Aim of the task: Take the records below and print them verbatim up to and including the line that carries "use crate::source::FetchError;".

=-=-=-=-=

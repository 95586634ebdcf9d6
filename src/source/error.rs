use thiserror::Error;

/// A value was present in a response but is not a usable coordinate.
#[derive(Debug, Error, PartialEq)]
pub enum ParseError {
    #[error("{field}: {value:?} is not a number")]
    InvalidNumber { field: &'static str, value: String },
    #[error("{field}: {value} is not a finite number")]
    NonFinite { field: &'static str, value: f64 },
    #[error("{field}: {value} is out of range")]
    OutOfRange { field: &'static str, value: f64 },
    #[error("missing field: {0}")]
    Missing(&'static str),
}

#[derive(Debug, Error)]
pub enum FetchError {
    #[error("failed to create HTTP client: {0}")]
    Client(#[source] reqwest::Error),
    #[error("request to {url} failed: {source}")]
    Transport {
        url: String,
        #[source]
        source: reqwest::Error,
    },
    #[error("{url} returned HTTP {status}")]
    Status {
        url: String,
        status: reqwest::StatusCode,
    },
    #[error("malformed response body: {0}")]
    Json(#[from] serde_json::Error),
    #[error("lookup rejected: {0}")]
    Rejected(String),
    #[error("parse error: {0}")]
    Parse(#[from] ParseError),
}
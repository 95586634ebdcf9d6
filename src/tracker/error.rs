use thiserror::Error;

use crate::source::FetchError;

#[derive(Debug, Error)]
pub enum TrackerError {
    #[error("fetch error: {0}")]
    Fetch(#[from] FetchError),
    #[error("failed to write report: {0}")]
    Output(#[from] std::io::Error),
}
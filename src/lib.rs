//! # stratum-rollbar
//!
//! **stratum-rollbar** publishes catalog-declared observability events to
//! [Rollbar](https://rollbar.com).
//!
//! Applications declare their events once in a [`Catalog`] — id,
//! description, severity/identity type, and a property schema — and
//! publish by id. The pipeline validates runtime properties against the
//! declared schema, resolves which Rollbar project token applies to the
//! current runtime (server vs. client), and dispatches each event to the
//! matching client method: severity events become Rollbar log items,
//! identity events manage the tracked person.
//!
//! ## Architecture
//! ### Overview
//! ```text
//!     ┌──────────────┐      ┌───────────────────────────────────────┐
//!     │   Catalog    │      │  Service (publish pipeline)           │
//!     │  (EventDefs) ├─────►│  - lookup + per-plugin Snapshot       │
//!     └──────────────┘      │  - EventModel validation              │
//!                           │  - Publisher extraction + dispatch    │
//!                           └──────┬────────────────────────────────┘
//!                                  ▼
//!                      ┌───────────────────────┐
//!                      │   RollbarPlugin       │
//!                      │   └─ RollbarPublisher │
//!                      └──────────┬────────────┘
//!                                 ▼
//!                    ┌─────────────────────────┐
//!                    │  dyn RollbarClient      │
//!                    │  ├─ HttpTransport       │  POST /api/1/item/
//!                    │  └─ pre-built instance  │  (embedder-owned)
//!                    └─────────────────────────┘
//! ```
//!
//! ### Publish cycle
//! ```text
//! service.publish(id, options)
//!   ├─► Catalog lookup                    (UnknownEvent on miss)
//!   ├─► Snapshot { event, routed data }   (options.plugin_data[plugin])
//!   ├─► EventModel::get_data              (TypeMismatch / MissingProperty)
//!   ├─► Publisher::get_event_output       (None unless data was routed)
//!   └─► Publisher::publish                (infallible; drops + warns when
//!                                          no client handle exists)
//! ```
//!
//! ## Features
//! | Area            | Description                                             | Key types / traits                      |
//! |-----------------|---------------------------------------------------------|-----------------------------------------|
//! | **Catalog**     | Declare events and property schemas, build registries.  | [`Catalog`], [`EventDef`], [`EventType`]|
//! | **Validation**  | Match runtime property kinds against declared schemas.  | [`EventModel`], [`ValueKind`]           |
//! | **Publishing**  | Token resolution, extraction, severity/person dispatch. | [`RollbarPublisher`], [`Publisher`]     |
//! | **Client seam** | Swap the transport for a pre-built or recording client. | [`RollbarClient`], [`CapturedError`]    |
//! | **Pipeline**    | Wire catalog + plugins, publish by id.                  | [`Service`], [`RollbarPlugin`]          |
//! | **Errors**      | Typed construction/validation/pipeline errors.          | [`ConfigError`], [`ModelError`]         |
//!
//! ## Optional features
//! - `transport` *(default)*: HTTP delivery to the Rollbar Item API via
//!   `reqwest`. Without it, supply a pre-built client instance.
//!
//! ## Example
//! ```no_run
//! use std::sync::Arc;
//! use serde_json::json;
//! use stratum_rollbar::{
//!     Catalog, EventDef, EventType, PluginData, PublishOptions, RollbarConfig,
//!     RollbarOptions, RollbarPlugin, Runtime, Service, ServiceOptions,
//! };
//!
//! #[tokio::main(flavor = "current_thread")]
//! async fn main() -> Result<(), Box<dyn std::error::Error>> {
//!     let catalog = Catalog::new([
//!         EventDef::new("API_ERROR", "API request failed", EventType::Error)
//!             .with_property("path", "string")
//!             .with_property("status", 0),
//!         EventDef::new("USER_SIGNED_IN", "User identified", EventType::Identify)
//!             .with_property("id", "string"),
//!     ])?;
//!
//!     let plugin = RollbarPlugin::new(
//!         RollbarOptions::new()
//!             .with_server_access_token("post-server-token")
//!             .with_runtime(Runtime::Server)
//!             .with_config(RollbarConfig {
//!                 environment: Some("production".into()),
//!                 ..Default::default()
//!             }),
//!     )?;
//!
//!     let service = Service::new(ServiceOptions {
//!         catalog,
//!         plugins: vec![Arc::new(plugin)],
//!         product_name: "demo-app".into(),
//!         product_version: "1.0.0".into(),
//!     });
//!
//!     service
//!         .publish(
//!             "API_ERROR",
//!             PublishOptions::new().with_plugin_data(
//!                 RollbarPlugin::NAME,
//!                 PluginData::from_properties(json!({"path": "/api/users", "status": 503})),
//!             ),
//!         )
//!         .await?;
//!     Ok(())
//! }
//! ```

mod catalog;
mod client;
mod config;
mod error;
mod model;
mod plugin;
mod publishers;
mod service;

// ---- Public re-exports ----

pub use catalog::{Catalog, EventDef, EventOptions, EventType, Level, PluginData, Properties, Snapshot};
pub use client::{CapturedError, Payload, Person, RollbarClient, RollbarConfig};
pub use config::{RollbarOptions, Runtime};
pub use error::{CatalogError, ConfigError, ModelError, ServiceError};
pub use model::{EventModel, ValueKind};
pub use plugin::{Plugin, RollbarPlugin};
pub use publishers::{EventOutput, Publisher, RollbarPublisher};
pub use service::{PublishOptions, Service, ServiceOptions};

// Optional: HTTP delivery to the Rollbar Item API.
// Enable with: `--features transport` (on by default).
#[cfg(feature = "transport")]
pub use client::HttpTransport;
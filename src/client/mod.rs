//! Rollbar client seam: trait, config types, captured errors, transport.
//!
//! ## Contents
//! - [`RollbarClient`] — the boundary the publisher dispatches into
//! - [`RollbarConfig`], [`Payload`], [`Person`] — configuration/wire types
//! - [`CapturedError`] — structured errors inside runtime properties
//! - [`HttpTransport`] — Item API delivery (feature `transport`)

mod api;
mod captured;
mod config;
#[cfg(feature = "transport")]
mod http;

pub use api::RollbarClient;
pub use captured::CapturedError;
pub use config::{Payload, Person, RollbarConfig};
#[cfg(feature = "transport")]
pub use http::HttpTransport;
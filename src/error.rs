//! Error types used by the catalog, the event model, and the publisher.
//!
//! This module defines the error enums along the crate's seams:
//!
//! - [`ConfigError`] — publisher construction failures (programmer error).
//! - [`ModelError`] — catalog/runtime property validation failures.
//! - [`CatalogError`] — catalog construction failures.
//! - [`ServiceError`] — publish-pipeline failures surfaced to callers.
//!
//! Configuration and validation errors are returned synchronously and
//! propagate to the caller. Operational unavailability (no Rollbar client
//! handle for the current runtime) is **not** an error value anywhere in
//! this crate: it degrades to a logged warning and a dropped event, so a
//! server-only token never crashes a client build.
//!
//! All enums provide `as_label()` returning a short stable snake_case tag
//! for logs/metrics.

use thiserror::Error;

use crate::model::ValueKind;

/// # Errors produced while constructing a publisher.
#[non_exhaustive]
#[derive(Error, Debug)]
pub enum ConfigError {
    /// No usable access token and no pre-built client were supplied.
    #[error(
        "either access_token, server_access_token, client_access_token, or a pre-built client instance must be provided"
    )]
    MissingToken,
}

impl ConfigError {
    /// Returns a short stable label (snake_case) for use in logs/metrics.
    pub fn as_label(&self) -> &'static str {
        match self {
            ConfigError::MissingToken => "config_missing_token",
        }
    }
}

/// # Errors produced by event-model validation.
///
/// Raised when runtime-supplied properties disagree with the catalog's
/// declared property schema. These indicate a catalog/call-site mismatch
/// and must reach the caller.
#[non_exhaustive]
#[derive(Error, Debug)]
pub enum ModelError {
    /// A runtime property value has a different kind than the catalog's
    /// declared placeholder for the same name.
    #[error("property {property} is not a type of {expected} (got {actual})")]
    TypeMismatch {
        /// Name of the offending property.
        property: String,
        /// Kind declared by the catalog placeholder.
        expected: ValueKind,
        /// Kind of the runtime value that was supplied.
        actual: ValueKind,
    },

    /// The catalog declares a property with a defined placeholder, but the
    /// runtime properties have no entry for it.
    #[error("property {property} is not defined in the properties")]
    MissingProperty {
        /// Name of the missing property.
        property: String,
    },
}

impl ModelError {
    /// Returns a short stable label (snake_case) for use in logs/metrics.
    ///
    /// # Example
    /// ```
    /// use stratum_rollbar::{ModelError, ValueKind};
    ///
    /// let err = ModelError::TypeMismatch {
    ///     property: "foo".into(),
    ///     expected: ValueKind::String,
    ///     actual: ValueKind::Number,
    /// };
    /// assert_eq!(err.as_label(), "model_type_mismatch");
    /// ```
    pub fn as_label(&self) -> &'static str {
        match self {
            ModelError::TypeMismatch { .. } => "model_type_mismatch",
            ModelError::MissingProperty { .. } => "model_missing_property",
        }
    }

    /// Name of the property the validation failure refers to.
    pub fn property(&self) -> &str {
        match self {
            ModelError::TypeMismatch { property, .. } => property,
            ModelError::MissingProperty { property } => property,
        }
    }
}

/// # Errors produced while building a catalog.
#[non_exhaustive]
#[derive(Error, Debug)]
pub enum CatalogError {
    /// Two event definitions share the same id.
    #[error("duplicate event id {id} in catalog")]
    DuplicateEvent {
        /// The repeated event id.
        id: String,
    },

    /// The catalog JSON could not be parsed into event definitions.
    #[error("invalid catalog JSON: {0}")]
    Parse(#[from] serde_json::Error),
}

impl CatalogError {
    /// Returns a short stable label (snake_case) for use in logs/metrics.
    pub fn as_label(&self) -> &'static str {
        match self {
            CatalogError::DuplicateEvent { .. } => "catalog_duplicate_event",
            CatalogError::Parse(_) => "catalog_parse",
        }
    }
}

/// # Errors surfaced by the publish pipeline.
#[non_exhaustive]
#[derive(Error, Debug)]
pub enum ServiceError {
    /// The published event id does not exist in the catalog.
    #[error("unknown event id {id}")]
    UnknownEvent {
        /// The id that failed to resolve.
        id: String,
    },

    /// Runtime properties failed catalog validation.
    #[error(transparent)]
    Model(#[from] ModelError),
}

impl ServiceError {
    /// Returns a short stable label (snake_case) for use in logs/metrics.
    pub fn as_label(&self) -> &'static str {
        match self {
            ServiceError::UnknownEvent { .. } => "service_unknown_event",
            ServiceError::Model(err) => err.as_label(),
        }
    }
}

=-=-=-=-=

Exercise result:
repository 95586634ebdcf9d6
filename src/source/error.rs
use thiserror::Error;

/// A value was present in a response but is not a usable coordinate.
#[derive(Debug, Error, PartialEq)]
pub enum ParseError {
    #[error("{field}: {value:?} is not a number")]
    InvalidNumber { field: &'static str, value: String },
    #[error("{field}: {value} is not a finite number")]
    NonFinite { field: &'static str, value: f64 },
    #[error("{field}: {value} is out of range")]
    OutOfRange { field: &'static str, value: f64 },
    #[error("missing field: {0}")]
    Missing(&'static str),
}

#[derive(Debug, Error)]
pub enum FetchError {
    #[error("failed to create HTTP client: {0}")]
    Client(#[source] reqwest::Error),
    #[error("request to {url} failed: {source}")]
    Transport {
        url: String,
        #[source]
        source: reqwest::Error,
    },
    #[error("{url} returned HTTP {status}")]
    Status {
        url: String,
        status: reqwest::StatusCode,
    },
    #[error("malformed response body: {0}")]
    Json(#[from] serde_json::Error),
    #[error("lookup rejected: {0}")]
    Rejected(String),
    #[error("parse error: {0}")]
    Parse(#[from] ParseError),
}
repository 95586634ebdcf9d6
filename src/tracker/error.rs
use thiserror::Error;

use crate::source::FetchError;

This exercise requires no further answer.